When I returned to my student-only apartment complex from winter break, I was watching television on my couch when I looked up and saw a portion of my ceiling looked as it was bulging downwards. Because I was curious and mildly concerned, I stood on a chair to investigate the spot in question. It did not take me long to realize it was full of water from the inside.
Worried the ceiling may pop open at any moment, I filed a maintenance request. It wasn’t raining or snowing, so I wasn’t too concerned.
The next morning, I woke up to two people yelling at each other in my living room. As none of my roommates were coming back for another week, I was justifiably confused as I didn’t have an email saying maintenance would be there.
But they were there. I thought I heard two people, but only saw one — a young girl I recognized from the front desk of my complex. I say hello and before she can answer, a middle aged man walks through my front door.
He introduces himself and goes on to point to my ceiling. I was so concerned about the random people in my apartment, I had yet to look at the state of my ceiling. When I went to bed, the ceiling was in tact. Sealed.

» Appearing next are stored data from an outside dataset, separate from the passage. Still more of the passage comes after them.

use std::sync::Arc;

use axum::Router;
use common::utils::logging::init_logging_from_env;
use configs::AppConfig;
use dotenvy::dotenv;
use migration::MigratorTrait;
use service::student::repository::SeaOrmStudentRepository;
use tower_http::cors::CorsLayer;
use tracing::info;

use crate::errors::StartupError;
use crate::routes;
use crate::state::ServerState;

/// Initialize logging via shared common utils
fn init_logging() {
    init_logging_from_env();
}

fn build_cors() -> CorsLayer {
    CorsLayer::very_permissive()
}

/// Resolves on Ctrl+C, or SIGTERM on unix.
async fn shutdown_signal() {
    let ctrl_c = async {
        if let Err(e) = tokio::signal::ctrl_c().await {
            tracing::warn!(error = %e, "cannot listen for ctrl_c");
            std::future::pending::<()>().await;
        }
    };

    #[cfg(unix)]
    let terminate = async {
        match tokio::signal::unix::signal(tokio::signal::unix::SignalKind::terminate()) {
            Ok(mut sig) => { sig.recv().await; }
            Err(_) => std::future::pending::<()>().await,
        }
    };
    #[cfg(not(unix))]
    let terminate = std::future::pending::<()>();

    tokio::select! {
        _ = ctrl_c => {},
        _ = terminate => {},
    }
    info!(event = "shutdown_signal", "shutdown signal received, draining connections");
}

/// Connect the store, apply migrations when enabled and build the router.
pub async fn build_app(cfg: &AppConfig) -> anyhow::Result<(Router, sea_orm::DatabaseConnection)> {
    let db_cfg = models::db::DatabaseConfig::from(&cfg.database);
    let db = models::db::connect_with_config(&db_cfg)
        .await
        .map_err(|e| StartupError::Database(e.to_string()))?;
    models::db::test_connection(&db)
        .await
        .map_err(|e| StartupError::Database(e.to_string()))?;

    if cfg.database.auto_migrate {
        migration::Migrator::up(&db, None).await?;
        info!(event = "migrated", "database schema up to date");
    }

    let state = ServerState::new(Arc::new(SeaOrmStudentRepository::new(db.clone())));
    Ok((routes::build_router(state, build_cors()), db))
}

/// Public entry: build the app and run the HTTP server until a shutdown signal
pub async fn run() -> anyhow::Result<()> {
    dotenv().ok();
    init_logging();

    let cfg = AppConfig::load().map_err(|e| StartupError::InvalidConfig(e.to_string()))?;
    let (app, db) = build_app(&cfg).await?;

    // Bind and serve
    let listener = tokio::net::TcpListener::bind(cfg.server.bind_addr()).await?;
    let addr = listener.local_addr()?;
    info!(%addr, "starting student registry server");
    axum::serve(listener, app)
        .with_graceful_shutdown(shutdown_signal())
        .await?;

    db.close().await?;
    info!(event = "db_closed", "database pool closed");
    Ok(())
}
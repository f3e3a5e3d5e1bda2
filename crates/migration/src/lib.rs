//! Migrator for the student registry schema.
//! Indexes are applied last.
pub use sea_orm_migration::prelude::*;

mod m20240101_000001_create_student;
mod m20240101_000002_add_indexes;

pub struct Migrator;

#[async_trait::async_trait]
impl MigratorTrait for Migrator {
    fn migrations() -> Vec<Box<dyn MigrationTrait>> {
        vec![
            Box::new(m20240101_000001_create_student::Migration),
            // Indexes should always be applied last
            Box::new(m20240101_000002_add_indexes::Migration),
        ]
    }
}
use std::sync::Arc;

use tracing::{debug, info, instrument, warn};

use models::student::Model as Student;
use crate::errors::ServiceError;
use super::domain::{FullName, SearchFilter, StudentInput};
use super::repository::StudentRepository;

/// Student business service, independent of the web framework.
///
/// Owns the duplicate-name pre-check and the all-or-nothing policy of bulk
/// creation. Uniqueness is not re-checked on update, and the exists-then-insert
/// sequence is not locked: concurrent creates with the same name can both pass.
pub struct StudentService {
    repo: Arc<dyn StudentRepository>,
}

impl StudentService {
    pub fn new(repo: Arc<dyn StudentRepository>) -> Self { Self { repo } }

    /// Every stored student; empty when the store is empty.
    pub async fn get_all(&self) -> Result<Vec<Student>, ServiceError> {
        self.repo.list().await
    }

    #[instrument(skip(self))]
    pub async fn get_by_id(&self, id: i32) -> Result<Student, ServiceError> {
        self.repo.get(id).await?.ok_or_else(|| ServiceError::student_not_found(id))
    }

    /// Exact, case-sensitive filtering; absent filters are wildcards.
    #[instrument(skip(self))]
    pub async fn search(&self, filter: SearchFilter) -> Result<Vec<Student>, ServiceError> {
        let filter = filter.normalized();
        if filter.is_empty() {
            return self.repo.list().await;
        }
        let found = self.repo.search(&filter).await?;
        debug!(count = found.len(), "student_search");
        Ok(found)
    }

    /// Case-insensitive match on both names.
    pub async fn exists_by_full_name(&self, first_name: &str, last_name: &str) -> Result<bool, ServiceError> {
        self.repo.exists_by_full_name(first_name, last_name).await
    }

    async fn is_duplicate(&self, name: &FullName) -> Result<bool, ServiceError> {
        let (first, last) = name.parts();
        self.exists_by_full_name(first, last).await
    }

    /// Create a student unless the name pair is already stored.
    ///
    /// # Examples
    /// ```
    /// use service::student::{StudentService, domain::StudentInput, repository::mock::InMemoryStudentRepository};
    /// use service::errors::ServiceError;
    /// use std::sync::Arc;
    /// let svc = StudentService::new(Arc::new(InMemoryStudentRepository::default()));
    /// let dob = chrono::NaiveDate::from_ymd_opt(2000, 1, 1).unwrap();
    /// let ann = tokio_test::block_on(svc.create(StudentInput::new("Ann", "Lee", dob, Some("CS")))).unwrap();
    /// assert_eq!(ann.id, 1);
    /// let again = tokio_test::block_on(svc.create(StudentInput::new("ANN", "lee", dob, None)));
    /// assert!(matches!(again, Err(ServiceError::Duplicate(_))));
    /// ```
    #[instrument(skip(self, input), fields(first_name = ?input.first_name, last_name = ?input.last_name))]
    pub async fn create(&self, input: StudentInput) -> Result<Student, ServiceError> {
        input.validate()?;
        let name = input.full_name();
        if self.is_duplicate(&name).await? {
            warn!(name = %name, "student_duplicate_rejected");
            return Err(ServiceError::Duplicate(vec![name]));
        }
        let created = self.repo.insert(&input).await?;
        info!(id = created.id, "student_created");
        Ok(created)
    }

    /// Create a batch. Each record is checked against stored rows only (not
    /// against the rest of the batch); one duplicate rejects the whole batch.
    #[instrument(skip(self, inputs), fields(count = inputs.len()))]
    pub async fn create_many(&self, inputs: Vec<StudentInput>) -> Result<Vec<Student>, ServiceError> {
        if inputs.is_empty() {
            return Err(ServiceError::Validation("student list must not be empty".into()));
        }
        for input in &inputs {
            input.validate()?;
        }

        let mut duplicates = Vec::new();
        for input in &inputs {
            let name = input.full_name();
            if self.is_duplicate(&name).await? {
                duplicates.push(name);
            }
        }
        if !duplicates.is_empty() {
            warn!(duplicates = duplicates.len(), "student_batch_rejected");
            return Err(ServiceError::Duplicate(duplicates));
        }

        let created = self.repo.insert_many(&inputs).await?;
        info!(count = created.len(), first_id = created.first().map(|s| s.id), "students_created");
        Ok(created)
    }

    /// Overwrite every field except the id. No duplicate-name check.
    #[instrument(skip(self, input))]
    pub async fn update(&self, id: i32, input: StudentInput) -> Result<Student, ServiceError> {
        input.validate()?;
        let updated = self.repo.update(id, &input).await?.ok_or_else(|| ServiceError::student_not_found(id))?;
        info!(id, "student_updated");
        Ok(updated)
    }

    /// Remove a student and return its last state.
    #[instrument(skip(self))]
    pub async fn delete(&self, id: i32) -> Result<Student, ServiceError> {
        let deleted = self.repo.delete(id).await?.ok_or_else(|| ServiceError::student_not_found(id))?;
        info!(id, "student_deleted");
        Ok(deleted)
    }

    /// Remove every student and return what was removed.
    #[instrument(skip(self))]
    pub async fn delete_all(&self) -> Result<Vec<Student>, ServiceError> {
        let removed = self.repo.delete_all().await?;
        info!(count = removed.len(), "students_deleted_all");
        Ok(removed)
    }
}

Not open.
On this fine January morning while I stood speaking to two people I didn’t know, my ceiling had a hole in it.
The girl goes on to tell me she was poking around with the stick to locate the spot I was talking about in my maintenance request. To be sure this was the wet spot I was talking about, she poked it, only for it to go all the way through and drop drywall pieces all over the hardwood floor.
Wondering where the man came from? I was too, until he goes on to tell me he was placing a bucket in our ceiling to catch water coming in from the roof. To clarify, they didn’t want to fix the roof until the weather was clear — which it was at the time of this incident. So to catch any water coming in through the hole in the roof, a bucket — as in a large orange Home Depot bucket — was placed on the rafter in the ceiling.

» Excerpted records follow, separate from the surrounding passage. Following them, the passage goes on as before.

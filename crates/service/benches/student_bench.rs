use criterion::{criterion_group, criterion_main, Criterion};
use std::sync::Arc;

use service::student::StudentService;
use service::student::domain::{SearchFilter, StudentInput};
use service::student::repository::mock::InMemoryStudentRepository;

fn bench_duplicate_check(c: &mut Criterion) {
    let repo = Arc::new(InMemoryStudentRepository::default());
    let svc = StudentService::new(repo);
    let dob = chrono::NaiveDate::from_ymd_opt(2000, 1, 1).unwrap();

    // pre-populate outside of the benchmark using a tokio runtime
    let rt = tokio::runtime::Runtime::new().unwrap();
    let batch: Vec<StudentInput> = (0..1_000)
        .map(|i| StudentInput::new(&format!("First{i}"), &format!("Last{i}"), dob, Some("CS")))
        .collect();
    rt.block_on(svc.create_many(batch)).unwrap();

    c.bench_function("student_exists_by_full_name", |b| {
        b.iter(|| rt.block_on(svc.exists_by_full_name("first999", "LAST999")).unwrap());
    });

    c.bench_function("student_search_by_last_name", |b| {
        b.iter(|| {
            let filter = SearchFilter { last_name: Some("Last500".into()), ..Default::default() };
            rt.block_on(svc.search(filter)).unwrap()
        });
    });
}

criterion_group!(benches, bench_duplicate_check);
criterion_main!(benches);
use axum::extract::rejection::{JsonRejection, PathRejection, QueryRejection};
use axum::http::StatusCode;
use axum::response::{IntoResponse, Response};
use axum::Json;
use common::types::ApiResponse;
use service::errors::ServiceError;
use thiserror::Error;
use tracing::{error, warn};

/// Failure rendered as the standard `{status, message, data?}` envelope.
#[derive(Debug)]
pub struct JsonApiError {
    pub status: StatusCode,
    pub message: String,
    pub data: Option<serde_json::Value>,
}

impl JsonApiError {
    pub fn new(status: StatusCode, message: impl Into<String>) -> Self {
        Self { status, message: message.into(), data: None }
    }

    pub fn with_data(mut self, data: serde_json::Value) -> Self {
        self.data = Some(data);
        self
    }

    pub fn bad_request(message: impl Into<String>) -> Self {
        Self::new(StatusCode::BAD_REQUEST, message)
    }
}

impl IntoResponse for JsonApiError {
    fn into_response(self) -> Response {
        let body = ApiResponse::new(self.status.as_u16(), self.message, self.data);
        (self.status, Json(body)).into_response()
    }
}

impl From<ServiceError> for JsonApiError {
    fn from(e: ServiceError) -> Self {
        match e {
            ServiceError::Validation(_) | ServiceError::Model(models::errors::ModelError::Validation(_)) => {
                JsonApiError::bad_request(e.to_string())
            }
            ServiceError::NotFound(msg) => JsonApiError::new(StatusCode::NOT_FOUND, msg),
            ServiceError::Duplicate(ref names) => {
                warn!(code = e.code(), err = %e, "duplicate student rejected");
                let data = serde_json::to_value(names).unwrap_or_default();
                JsonApiError::new(StatusCode::CONFLICT, e.to_string()).with_data(data)
            }
            ServiceError::Db(_) | ServiceError::Model(_) => {
                error!(code = e.code(), err = %e, "student store failure");
                JsonApiError::new(StatusCode::INTERNAL_SERVER_ERROR, e.to_string())
            }
        }
    }
}

impl From<JsonRejection> for JsonApiError {
    fn from(r: JsonRejection) -> Self {
        JsonApiError::bad_request(format!("invalid student data: {}", r.body_text()))
    }
}

impl From<QueryRejection> for JsonApiError {
    fn from(r: QueryRejection) -> Self {
        JsonApiError::bad_request(format!("invalid search query: {}", r.body_text()))
    }
}

impl From<PathRejection> for JsonApiError {
    fn from(r: PathRejection) -> Self {
        JsonApiError::bad_request(format!("invalid student id: {}", r.body_text()))
    }
}

#[derive(Debug, Error)]
pub enum StartupError {
    #[error("invalid configuration: {0}")]
    InvalidConfig(String),
    #[error("database unavailable: {0}")]
    Database(String),
}
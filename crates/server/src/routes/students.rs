use axum::{
    extract::{rejection::{JsonRejection, PathRejection, QueryRejection}, Path, Query, State},
    http::StatusCode,
    Json,
};
use tracing::info;

use common::types::ApiResponse;
use models::student::{self, Model as Student};
use service::student::domain::{SearchFilter, StudentInput};

use crate::errors::JsonApiError;
use crate::state::ServerState;

type JsonResult<T> = Result<Json<ApiResponse<T>>, JsonApiError>;
type CreatedResult<T> = Result<(StatusCode, Json<ApiResponse<T>>), JsonApiError>;

/// Extract a positive path id; malformed or non-positive ids are a 400.
fn path_id(id: Result<Path<i32>, PathRejection>) -> Result<i32, JsonApiError> {
    let Path(id) = id?;
    student::validate_id(id).map_err(|e| JsonApiError::bad_request(e.to_string()))?;
    Ok(id)
}

fn body<T>(payload: Result<Json<T>, JsonRejection>) -> Result<T, JsonApiError> {
    let Json(value) = payload?;
    Ok(value)
}

#[utoipa::path(
    get, path = "/api/std", tag = "students",
    responses(
        (status = 200, description = "All students", body = crate::openapi::StudentListEnvelopeDoc),
        (status = 500, description = "Store failure")
    )
)]
pub async fn list(State(state): State<ServerState>) -> JsonResult<Vec<Student>> {
    let all = state.students.get_all().await?;
    info!(count = all.len(), "list students");
    Ok(Json(ApiResponse::ok(format!("fetched {} students", all.len()), all)))
}

#[utoipa::path(
    get, path = "/api/std/{id}", tag = "students",
    params(("id" = i32, Path, description = "Student ID")),
    responses(
        (status = 200, description = "OK", body = crate::openapi::StudentEnvelopeDoc),
        (status = 400, description = "Invalid id"),
        (status = 404, description = "Not Found")
    )
)]
pub async fn get(State(state): State<ServerState>, id: Result<Path<i32>, PathRejection>) -> JsonResult<Student> {
    let id = path_id(id)?;
    let found = state.students.get_by_id(id).await?;
    Ok(Json(ApiResponse::ok("student found", found)))
}

#[utoipa::path(
    get, path = "/api/std/search", tag = "students",
    params(
        ("firstName" = Option<String>, Query, description = "Exact first name"),
        ("lastName" = Option<String>, Query, description = "Exact last name"),
        ("major" = Option<String>, Query, description = "Exact major")
    ),
    responses(
        (status = 200, description = "Matching students, possibly none", body = crate::openapi::StudentListEnvelopeDoc),
        (status = 400, description = "Malformed query string"),
        (status = 500, description = "Store failure")
    )
)]
pub async fn search(State(state): State<ServerState>, filter: Result<Query<SearchFilter>, QueryRejection>) -> JsonResult<Vec<Student>> {
    let Query(filter) = filter?;
    let found = state.students.search(filter).await?;
    let message = if found.is_empty() {
        "no students match the given filters".to_string()
    } else {
        format!("found {} students", found.len())
    };
    Ok(Json(ApiResponse::ok(message, found)))
}

#[utoipa::path(
    post, path = "/api/std", tag = "students",
    request_body = crate::openapi::StudentInputDoc,
    responses(
        (status = 201, description = "Created", body = crate::openapi::StudentEnvelopeDoc),
        (status = 400, description = "Invalid student data"),
        (status = 409, description = "Duplicate name"),
        (status = 500, description = "Store failure")
    )
)]
pub async fn create(State(state): State<ServerState>, payload: Result<Json<StudentInput>, JsonRejection>) -> CreatedResult<Student> {
    let input = body(payload)?;
    let created = state.students.create(input).await?;
    info!(id = created.id, "created student");
    Ok((StatusCode::CREATED, Json(ApiResponse::created("student created", created))))
}

#[utoipa::path(
    post, path = "/api/std/bulk", tag = "students",
    request_body = [crate::openapi::StudentInputDoc],
    responses(
        (status = 201, description = "All created", body = crate::openapi::StudentListEnvelopeDoc),
        (status = 400, description = "Empty or invalid list"),
        (status = 409, description = "One or more duplicate names; nothing stored"),
        (status = 500, description = "Store failure")
    )
)]
pub async fn create_many(State(state): State<ServerState>, payload: Result<Json<Vec<StudentInput>>, JsonRejection>) -> CreatedResult<Vec<Student>> {
    let inputs = body(payload)?;
    if inputs.is_empty() {
        return Err(JsonApiError::bad_request("invalid student data: list must not be empty"));
    }
    let created = state.students.create_many(inputs).await?;
    info!(count = created.len(), "created students in bulk");
    Ok((StatusCode::CREATED, Json(ApiResponse::created(format!("{} students created", created.len()), created))))
}

#[utoipa::path(
    put, path = "/api/std/{id}", tag = "students",
    params(("id" = i32, Path, description = "Student ID")),
    request_body = crate::openapi::StudentInputDoc,
    responses(
        (status = 200, description = "Updated", body = crate::openapi::StudentEnvelopeDoc),
        (status = 400, description = "Invalid id or data"),
        (status = 404, description = "Not Found"),
        (status = 500, description = "Store failure")
    )
)]
pub async fn update(
    State(state): State<ServerState>,
    id: Result<Path<i32>, PathRejection>,
    payload: Result<Json<StudentInput>, JsonRejection>,
) -> JsonResult<Student> {
    let id = path_id(id)?;
    let input = body(payload)?;
    let updated = state.students.update(id, input).await?;
    Ok(Json(ApiResponse::ok("student updated", updated)))
}

#[utoipa::path(
    delete, path = "/api/std/{id}", tag = "students",
    params(("id" = i32, Path, description = "Student ID")),
    responses(
        (status = 200, description = "Deleted; returns the removed record", body = crate::openapi::StudentEnvelopeDoc),
        (status = 400, description = "Invalid id"),
        (status = 404, description = "Not Found"),
        (status = 500, description = "Store failure")
    )
)]
pub async fn delete(State(state): State<ServerState>, id: Result<Path<i32>, PathRejection>) -> JsonResult<Student> {
    let id = path_id(id)?;
    let deleted = state.students.delete(id).await?;
    Ok(Json(ApiResponse::ok("student deleted", deleted)))
}

#[utoipa::path(
    delete, path = "/api/std/all", tag = "students",
    responses(
        (status = 200, description = "All deleted; returns the removed records", body = crate::openapi::StudentListEnvelopeDoc),
        (status = 500, description = "Store failure")
    )
)]
pub async fn delete_all(State(state): State<ServerState>) -> JsonResult<Vec<Student>> {
    let removed = state.students.delete_all().await?;
    Ok(Json(ApiResponse::ok(format!("{} students deleted", removed.len()), removed)))
}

Fast forward a month, and the bucket is still in the ceiling and the hole is still there. After Reno’s several snow storms the past month, water has made its way past the bucket and into the apartment. Countless calls have been made to the maintenance desk, but the only answer we’ve been given is to put an additional bucket under the hole so the dripping water doesn’t ruin our floors.
While I understand there’s worse issues to have, it’s frustrating to feel ignored by your apartment complex that promises so much before you move in. They tell you there will be constant security, helpful staff and countless amenities. These are embellished statements.
Moral of the story, I pay way too much money to have a hole in my ceiling.